(ACTIVITY) Transcribe the records from the line containing "pub mod backend;" onward, up to and including the final line, exactly and without anything else.
★ ★ ★ ★
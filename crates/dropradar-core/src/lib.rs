//! View-model layer between `dropradar-api` and the CLI.
//!
//! - **[`Dashboard`]** owns the current domain list, its aggregate
//!   [`Stats`] and three request-state slots (`load`, `scan`, `mutate`).
//!   It runs refresh, scan, remove and clear-all against a [`Backend`],
//!   keeping the last-issued refresh authoritative even when responses
//!   arrive out of order. [`Dashboard::oneshot()`] wraps a single CLI
//!   invocation.
//!
//! - **[`Backend`]** is the seam to the remote service, implemented for
//!   [`dropradar_api::DropRadarClient`].
//!
//! - **Domain model** ([`model`]) holds the canonical types (`Domain`,
//!   `Stats`, `ScanMode`, ...); [`convert`] bridges the validated wire
//!   types into them.

pub mod backend;
pub mod config;
pub mod convert;
pub mod dashboard;
pub mod error;
pub mod model;
pub mod store;

#[cfg(test)]
#[allow(clippy::unwrap_used)]
mod testing;

// ── Primary re-exports ──────────────────────────────────────────────
pub use backend::Backend;
pub use config::{DEFAULT_API_URL, DashboardConfig, default_api_url};
pub use dashboard::{Dashboard, RefreshOutcome};
pub use error::{CoreError, FetchCause, Operation};
pub use store::{DashboardView, RequestState, Slot};

pub use model::{
    DEFAULT_LOW_SPAM_THRESHOLD, Domain, DomainId, DomainStatus, ScanMode, ScanOptions,
    ScanResult, Stats, StatsSource,
};

pub use dropradar_api::ListQuery;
★ ★ ★ ★
(PROBLEM SOLUTION)
pub mod backend;
pub mod config;
pub mod convert;
pub mod dashboard;
pub mod error;
pub mod model;
pub mod store;

#[cfg(test)]
#[allow(clippy::unwrap_used)]
mod testing;

// ── Primary re-exports ──────────────────────────────────────────────
pub use backend::Backend;
pub use config::{DEFAULT_API_URL, DashboardConfig, default_api_url};
pub use dashboard::{Dashboard, RefreshOutcome};
pub use error::{CoreError, FetchCause, Operation};
pub use store::{DashboardView, RequestState, Slot};

pub use model::{
    DEFAULT_LOW_SPAM_THRESHOLD, Domain, DomainId, DomainStatus, ScanMode, ScanOptions,
    ScanResult, Stats, StatsSource,
};

pub use dropradar_api::ListQuery;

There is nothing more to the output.